_Data to examine_.
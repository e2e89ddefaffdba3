//! Deep merge functionality for configuration documents.
//!
//! Implements field-by-field merging where override values win over base
//! values. Sequences are replaced entirely, with one exception: the skill
//! list under `agent_card.skills` merges by entry `id`, because skill order
//! matters for display but identity matters for override correctness.

use serde_json::Value;

/// Key path whose sequence entries merge by `id` instead of being replaced.
pub const SKILLS_PATH: &str = "agent_card.skills";

/// Deep merge two document values, with `overlay` taking precedence over `base`.
///
/// - Mappings are merged recursively: keys only in base are retained, keys
///   only in overlay are added, shared keys recurse
/// - The sequence at `agent_card.skills` merges by entry `id` (see
///   [`SKILLS_PATH`]): a matching id merges that entry field-by-field, a new
///   id appends, pre-existing order is preserved
/// - Every other sequence, scalar, and type mismatch: overlay replaces the
///   base branch wholesale (last-write-wins)
///
/// The merger is schema-agnostic; unknown keys pass through and validation
/// happens in a later stage.
pub fn deep_merge(base: Value, overlay: Value) -> Value {
    merge_at("", base, overlay)
}

/// Merge multiple values in order, with later values taking precedence.
///
/// Equivalent to folding `deep_merge` over the list.
pub fn deep_merge_all(base: Value, overlays: impl IntoIterator<Item = Value>) -> Value {
    overlays.into_iter().fold(base, deep_merge)
}

fn merge_at(path: &str, base: Value, overlay: Value) -> Value {
    match (base, overlay) {
        (Value::Object(mut base_map), Value::Object(overlay_map)) => {
            for (key, overlay_value) in overlay_map {
                let child_path = if path.is_empty() {
                    key.clone()
                } else {
                    format!("{path}.{key}")
                };
                let merged_value = if let Some(base_value) = base_map.remove(&key) {
                    merge_at(&child_path, base_value, overlay_value)
                } else {
                    overlay_value
                };
                base_map.insert(key, merged_value);
            }
            Value::Object(base_map)
        }
        (Value::Array(base_seq), Value::Array(overlay_seq)) if path == SKILLS_PATH => {
            merge_skills(base_seq, overlay_seq)
        }
        // Any other case: overlay replaces base entirely
        (_, overlay) => overlay,
    }
}

/// Merge two skill sequences by entry `id`.
///
/// Entries without a string `id` cannot be matched and are appended as-is;
/// the validator rejects them later.
fn merge_skills(base: Vec<Value>, overlay: Vec<Value>) -> Value {
    let mut merged = base;

    for entry in overlay {
        let id = entry.get("id").and_then(Value::as_str).map(str::to_owned);
        let existing = id.as_deref().and_then(|id| {
            merged
                .iter()
                .position(|e| e.get("id").and_then(Value::as_str) == Some(id))
        });

        match existing {
            Some(pos) => {
                let prior = std::mem::take(&mut merged[pos]);
                let child_path = format!("{SKILLS_PATH}[{pos}]");
                merged[pos] = merge_at(&child_path, prior, entry);
            }
            None => merged.push(entry),
        }
    }

    Value::Array(merged)
}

_The problem_. Copy every line that appears above, with each word kept as it is.

_Written answer_.
repository e2e89ddefaffdba3
//! Deep merge functionality for configuration documents.
//!
//! Implements field-by-field merging where override values win over base
//! values. Sequences are replaced entirely, with one exception: the skill
//! list under `agent_card.skills` merges by entry `id`, because skill order
//! matters for display but identity matters for override correctness.

use serde_json::Value;

/// Key path whose sequence entries merge by `id` instead of being replaced.
pub const SKILLS_PATH: &str = "agent_card.skills";

/// Deep merge two document values, with `overlay` taking precedence over `base`.
///
/// - Mappings are merged recursively: keys only in base are retained, keys
///   only in overlay are added, shared keys recurse
/// - The sequence at `agent_card.skills` merges by entry `id` (see
///   [`SKILLS_PATH`]): a matching id merges that entry field-by-field, a new
///   id appends, pre-existing order is preserved
/// - Every other sequence, scalar, and type mismatch: overlay replaces the
///   base branch wholesale (last-write-wins)
///
/// The merger is schema-agnostic; unknown keys pass through and validation
/// happens in a later stage.
pub fn deep_merge(base: Value, overlay: Value) -> Value {
    merge_at("", base, overlay)
}

/// Merge multiple values in order, with later values taking precedence.
///
/// Equivalent to folding `deep_merge` over the list.
pub fn deep_merge_all(base: Value, overlays: impl IntoIterator<Item = Value>) -> Value {
    overlays.into_iter().fold(base, deep_merge)
}

fn merge_at(path: &str, base: Value, overlay: Value) -> Value {
    match (base, overlay) {
        (Value::Object(mut base_map), Value::Object(overlay_map)) => {
            for (key, overlay_value) in overlay_map {
                let child_path = if path.is_empty() {
                    key.clone()
                } else {
                    format!("{path}.{key}")
                };
                let merged_value = if let Some(base_value) = base_map.remove(&key) {
                    merge_at(&child_path, base_value, overlay_value)
                } else {
                    overlay_value
                };
                base_map.insert(key, merged_value);
            }
            Value::Object(base_map)
        }
        (Value::Array(base_seq), Value::Array(overlay_seq)) if path == SKILLS_PATH => {
            merge_skills(base_seq, overlay_seq)
        }
        // Any other case: overlay replaces base entirely
        (_, overlay) => overlay,
    }
}

/// Merge two skill sequences by entry `id`.
///
/// Entries without a string `id` cannot be matched and are appended as-is;
/// the validator rejects them later.
fn merge_skills(base: Vec<Value>, overlay: Vec<Value>) -> Value {
    let mut merged = base;

    for entry in overlay {
        let id = entry.get("id").and_then(Value::as_str).map(str::to_owned);
        let existing = id.as_deref().and_then(|id| {
            merged
                .iter()
                .position(|e| e.get("id").and_then(Value::as_str) == Some(id))
        });

        match existing {
            Some(pos) => {
                let prior = std::mem::take(&mut merged[pos]);
                let child_path = format!("{SKILLS_PATH}[{pos}]");
                merged[pos] = merge_at(&child_path, prior, entry);
            }
            None => merged.push(entry),
        }
    }

    Value::Array(merged)
}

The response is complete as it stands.